Lo que sí se es que muchas veces nuestra vida es mucho más sencilla si aprendemos a apreciar las cosas que tenemos. La mayoría de las personas que conzco y que son profundamente infelices, son infelices por elección. Porque eligen centrarse en las cosas que no funcionan en sus vidas, porque eligen regodearse en cualquier contratiempo que tengan, por nimio y pequeño que sea. Sí, también conozco a muchas personas que sufren, que son desgraciadas, y que tienen motivos totalmente legítimos para ello… y, de algún modo, me parece que estas personas que sufren auténticas calamidades y atraviesan desgracias reales, palpables (la enfermedad grave, la muerte de algún ser querido, la imposibilidad de acceder a recursos de primera necesidad para ellas mismas o sus familias, el rechazo social y familiar…), de alguna manera no son tan infelices como aquellas que sufren por elección.

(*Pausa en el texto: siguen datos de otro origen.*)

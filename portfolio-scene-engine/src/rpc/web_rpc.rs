use crate::engine::camera::Transition;
use crate::engine::events::{ItemsRefreshed, TeardownRequest};
use crate::engine::items::DisplayItem;
use crate::engine::systems::fps_tracking::current_fps;
use crate::engine::systems::scene_tick::ActiveScene;
use bevy::diagnostic::DiagnosticsStore;
use bevy::ecs::system::SystemParam;
use bevy::prelude::*;
use serde::{Deserialize, Serialize};

#[cfg(target_arch = "wasm32")]
use wasm_bindgen::prelude::*;

#[cfg(target_arch = "wasm32")]
use wasm_bindgen::JsValue;

#[cfg(target_arch = "wasm32")]
use web_sys::{MessageEvent, window};

/// JSON-RPC 2.0 request structure.
#[derive(Serialize, Deserialize, Debug, Clone)]
pub struct RpcRequest {
    pub jsonrpc: String,
    pub method: String,
    #[serde(default)]
    pub params: serde_json::Value,
    pub id: Option<serde_json::Value>,
}

/// JSON-RPC 2.0 response structure.
#[derive(Serialize, Deserialize, Debug, Clone)]
pub struct RpcResponse {
    pub jsonrpc: String,
    pub result: Option<serde_json::Value>,
    pub error: Option<RpcError>,
    pub id: Option<serde_json::Value>,
}

/// JSON-RPC 2.0 notification structure for one-way communication.
#[derive(Serialize, Deserialize, Debug, Clone)]
pub struct RpcNotification {
    pub jsonrpc: String,
    pub method: String,
    pub params: serde_json::Value,
}

/// JSON-RPC 2.0 error object.
#[derive(Serialize, Deserialize, Debug, Clone, PartialEq)]
pub struct RpcError {
    pub code: i32,
    pub message: String,
    pub data: Option<serde_json::Value>,
}

/// Resource managing bidirectional RPC communication between the host page
/// and the scene. Handles both request-response patterns and notification
/// broadcasting.
#[derive(Resource, Default)]
pub struct WebRpcInterface {
    outgoing_notifications: Vec<RpcNotification>,
    outgoing_responses: Vec<RpcResponse>,
}

impl WebRpcInterface {
    /// Send notification to the host page without expecting a response.
    pub fn send_notification(&mut self, method: &str, params: serde_json::Value) {
        self.outgoing_notifications.push(RpcNotification {
            jsonrpc: "2.0".to_string(),
            method: method.to_string(),
            params,
        });
    }

    /// Notifications queued since the last flush.
    pub fn notifications(&self) -> &[RpcNotification] {
        &self.outgoing_notifications
    }

    /// Responses queued since the last flush.
    pub fn responses(&self) -> &[RpcResponse] {
        &self.outgoing_responses
    }

    fn queue_response(&mut self, response: RpcResponse) {
        self.outgoing_responses.push(response);
    }
}

/// Plugin establishing the WebRPC communication layer for iframe-based
/// deployment.
pub struct WebRpcPlugin;

impl Plugin for WebRpcPlugin {
    fn build(&self, app: &mut App) {
        app.init_resource::<WebRpcInterface>()
            .add_event::<IncomingRpcMessage>()
            .add_event::<ItemsRefreshed>()
            .add_event::<TeardownRequest>()
            .add_systems(
                Update,
                (process_incoming_messages, handle_rpc_messages).chain(),
            )
            // Flush after the scene has queued this frame's notifications.
            .add_systems(PostUpdate, send_outgoing_messages);

        #[cfg(target_arch = "wasm32")]
        app.add_systems(Startup, setup_message_listener)
            .add_systems(Update, detach_message_listener);
    }
}

/// Listener closure kept alive for as long as the scene accepts messages.
#[cfg(target_arch = "wasm32")]
struct MessageListener(Closure<dyn FnMut(MessageEvent)>);

#[cfg(target_arch = "wasm32")]
fn setup_message_listener(world: &mut World) {
    use std::sync::Arc;
    use std::sync::Mutex;

    // Thread-safe message queue for cross-thread communication.
    let message_queue: Arc<Mutex<Vec<String>>> = Arc::new(Mutex::new(Vec::new()));
    let queue_clone = message_queue.clone();

    let closure = Closure::wrap(Box::new(move |event: MessageEvent| {
        // Only string payloads that look like JSON-RPC are queued.
        if let Ok(data) = event.data().dyn_into::<js_sys::JsString>() {
            let message_str: String = data.into();
            if message_str.contains("jsonrpc") {
                if let Ok(mut queue) = queue_clone.lock() {
                    queue.push(message_str);
                }
            }
        }
    }) as Box<dyn FnMut(MessageEvent)>);

    match window() {
        Some(window) => {
            if let Err(e) = window
                .add_event_listener_with_callback("message", closure.as_ref().unchecked_ref())
            {
                error!("Failed to register message listener: {:?}", e);
            }
        }
        None => error!("Window object not available"),
    }

    world.insert_resource(MessageQueue(message_queue));
    world.insert_non_send_resource(MessageListener(closure));
}

/// Remove the page listener once the scene is torn down.
#[cfg(target_arch = "wasm32")]
fn detach_message_listener(
    mut requests: EventReader<TeardownRequest>,
    listener: Option<NonSend<MessageListener>>,
    mut commands: Commands,
) {
    if requests.is_empty() {
        return;
    }
    requests.clear();

    let Some(listener) = listener else {
        return;
    };
    if let Some(window) = window() {
        if let Err(e) = window
            .remove_event_listener_with_callback("message", listener.0.as_ref().unchecked_ref())
        {
            error!("Failed to remove message listener: {:?}", e);
        }
    }

    commands.remove_resource::<MessageQueue>();
    commands.queue(|world: &mut World| {
        world.remove_non_send_resource::<MessageListener>();
    });
    info!("Message listener detached");
}

/// Resource wrapping thread-safe message queue for WASM event handling.
#[derive(Resource)]
struct MessageQueue(std::sync::Arc<std::sync::Mutex<Vec<String>>>);

/// Event representing incoming RPC message from the host page.
#[derive(Event)]
struct IncomingRpcMessage {
    content: String,
}

fn process_incoming_messages(
    message_queue: Option<Res<MessageQueue>>,
    mut message_events: EventWriter<IncomingRpcMessage>,
) {
    let Some(queue_res) = message_queue else {
        return;
    };

    let messages = if let Ok(mut queue) = queue_res.0.lock() {
        std::mem::take(&mut *queue)
    } else {
        Vec::new()
    };

    for message_str in messages {
        message_events.write(IncomingRpcMessage {
            content: message_str,
        });
    }
}

/// Everything the RPC methods can touch.
#[derive(SystemParam)]
struct RpcContext<'w> {
    diagnostics: Res<'w, DiagnosticsStore>,
    scene: Option<ResMut<'w, ActiveScene>>,
    refresh: EventWriter<'w, ItemsRefreshed>,
    teardown: EventWriter<'w, TeardownRequest>,
}

fn handle_rpc_messages(
    mut events: EventReader<IncomingRpcMessage>,
    mut rpc_interface: ResMut<WebRpcInterface>,
    mut context: RpcContext,
) {
    for event in events.read() {
        match serde_json::from_str::<RpcRequest>(&event.content) {
            Ok(request) => {
                debug!("Processing RPC method: {}", request.method);
                if let Some(response) = handle_rpc_request(&request, &mut context) {
                    rpc_interface.queue_response(response);
                }
            }
            Err(parse_error) => {
                warn!("Discarding malformed RPC message: {}", parse_error);
                rpc_interface.queue_response(RpcResponse {
                    jsonrpc: "2.0".to_string(),
                    result: None,
                    error: Some(RpcError::invalid_request(&parse_error.to_string())),
                    id: None,
                });
            }
        }
    }
}

/// Run one request. Requests without an id are notifications: the method
/// still runs but nothing is sent back.
fn handle_rpc_request(request: &RpcRequest, context: &mut RpcContext) -> Option<RpcResponse> {
    let id = request.id.clone();

    let result = if request.jsonrpc != "2.0" {
        Err(RpcError::invalid_request("Expected jsonrpc \"2.0\""))
    } else {
        match request.method.as_str() {
            "set_items" => handle_set_items(&request.params, &mut context.refresh),
            "focus_item" => handle_focus_item(&request.params, context.scene.as_deref_mut()),
            "exit_focus" => handle_exit_focus(context.scene.as_deref_mut()),
            "get_status" => handle_get_status(context.scene.as_deref()),
            "get_fps" => handle_get_fps(&context.diagnostics),
            "teardown" => handle_teardown(&mut context.teardown),
            _ => {
                warn!("Unknown RPC method: {}", request.method);
                Err(RpcError {
                    code: -32601,
                    message: "Method not found".to_string(),
                    data: Some(serde_json::json!({"method": request.method})),
                })
            }
        }
    };

    let id = id?;
    match result {
        Ok(result_value) => Some(RpcResponse {
            jsonrpc: "2.0".to_string(),
            result: Some(result_value),
            error: None,
            id: Some(id),
        }),
        Err(error) => Some(RpcResponse {
            jsonrpc: "2.0".to_string(),
            result: None,
            error: Some(error),
            id: Some(id),
        }),
    }
}

fn scene_not_running() -> RpcError {
    RpcError::internal_error("Scene is not running")
}

/// Replace the displayed items. The rebuild happens on the next frame.
fn handle_set_items(
    params: &serde_json::Value,
    refresh: &mut EventWriter<ItemsRefreshed>,
) -> Result<serde_json::Value, RpcError> {
    #[derive(Deserialize)]
    struct SetItemsParams {
        items: Vec<DisplayItem>,
    }

    let parsed = serde_json::from_value::<SetItemsParams>(params.clone())
        .map_err(|e| RpcError::invalid_params(&format!("Expected 'items' array: {e}")))?;
    let received = parsed.items.len();
    refresh.write(ItemsRefreshed(parsed.items));

    Ok(serde_json::json!({
        "success": true,
        "received": received
    }))
}

fn handle_focus_item(
    params: &serde_json::Value,
    scene: Option<&mut ActiveScene>,
) -> Result<serde_json::Value, RpcError> {
    #[derive(Deserialize)]
    struct FocusParams {
        id: String,
    }

    let parsed = serde_json::from_value::<FocusParams>(params.clone())
        .map_err(|_| RpcError::invalid_params("Expected 'id' parameter"))?;
    let scene = scene.ok_or_else(scene_not_running)?;

    let transition = scene
        .0
        .focus_item(&parsed.id)
        .ok_or_else(|| RpcError::invalid_params(&format!("Unknown item: {}", parsed.id)))?;

    Ok(serde_json::json!({
        "success": transition != Transition::Rejected,
        "mode": scene.0.camera().mode()
    }))
}

fn handle_exit_focus(scene: Option<&mut ActiveScene>) -> Result<serde_json::Value, RpcError> {
    let scene = scene.ok_or_else(scene_not_running)?;
    let transition = scene.0.request_exit();

    Ok(serde_json::json!({
        "success": transition != Transition::Rejected,
        "mode": scene.0.camera().mode()
    }))
}

fn handle_get_status(scene: Option<&ActiveScene>) -> Result<serde_json::Value, RpcError> {
    let scene = scene.ok_or_else(scene_not_running)?;
    let mut status = serde_json::to_value(scene.0.status())
        .map_err(|e| RpcError::internal_error(&e.to_string()))?;

    if let (Some(map), Some(overlay)) = (status.as_object_mut(), scene.0.overlay()) {
        let overlay =
            serde_json::to_value(overlay).map_err(|e| RpcError::internal_error(&e.to_string()))?;
        map.insert("overlay".to_string(), overlay);
    }
    Ok(status)
}

fn handle_get_fps(diagnostics: &DiagnosticsStore) -> Result<serde_json::Value, RpcError> {
    let fps = current_fps(diagnostics).unwrap_or(0.0) as f32;

    Ok(serde_json::json!({
        "fps": fps
    }))
}

fn handle_teardown(
    teardown: &mut EventWriter<TeardownRequest>,
) -> Result<serde_json::Value, RpcError> {
    teardown.write(TeardownRequest);
    Ok(serde_json::json!({
        "success": true
    }))
}

/// Send queued notifications and responses to the host page.
fn send_outgoing_messages(mut rpc_interface: ResMut<WebRpcInterface>) {
    for notification in rpc_interface.outgoing_notifications.drain(..) {
        send_message_to_parent(&notification);
    }

    for response in rpc_interface.outgoing_responses.drain(..) {
        send_message_to_parent(&response);
    }
}

/// Post a notification straight away, for use before the app exists.
pub fn post_notification(method: &str, params: serde_json::Value) {
    send_message_to_parent(&RpcNotification {
        jsonrpc: "2.0".to_string(),
        method: method.to_string(),
        params,
    });
}

/// Send serialized message to the parent window.
fn send_message_to_parent<T: Serialize>(message: &T) {
    #[cfg(target_arch = "wasm32")]
    {
        match serde_json::to_string(message) {
            Ok(json) => {
                if let Some(window) = window() {
                    if let Some(parent) = window.parent().ok().flatten() {
                        if let Err(e) = parent.post_message(&JsValue::from_str(&json), "*") {
                            error!("Failed to send message to parent: {:?}", e);
                        }
                    } else {
                        warn!("No parent window available for message transmission");
                    }
                } else {
                    error!("Window object not available");
                }
            }
            Err(e) => {
                error!("Failed to serialize message: {}", e);
            }
        }
    }

    #[cfg(not(target_arch = "wasm32"))]
    {
        let _ = message;
    }
}

/// Standard RPC error codes and constructors.
impl RpcError {
    pub fn invalid_request(message: &str) -> Self {
        Self {
            code: -32600,
            message: message.to_string(),
            data: None,
        }
    }

    pub fn invalid_params(message: &str) -> Self {
        Self {
            code: -32602,
            message: message.to_string(),
            data: None,
        }
    }

    pub fn internal_error(message: &str) -> Self {
        Self {
            code: -32603,
            message: message.to_string(),
            data: None,
        }
    }
}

Hay personas que parecen estar hechas a prueba de felicidad. Como si por más que la felicidad quisiera acercarse a ellas, ellas estuviesen por encima. Hay personas, en cambio, que pueden extraer la felicidad de cada pequeña chispa que les da la vida, incluso aquellas que conocen una vida más amarga y más cabrona. Pienso que es mejor para uno mismo ser uno de los segundos que formar parte del primer grupo, y que la decisión de entender la vida de una forma un otra está en nuestras manos.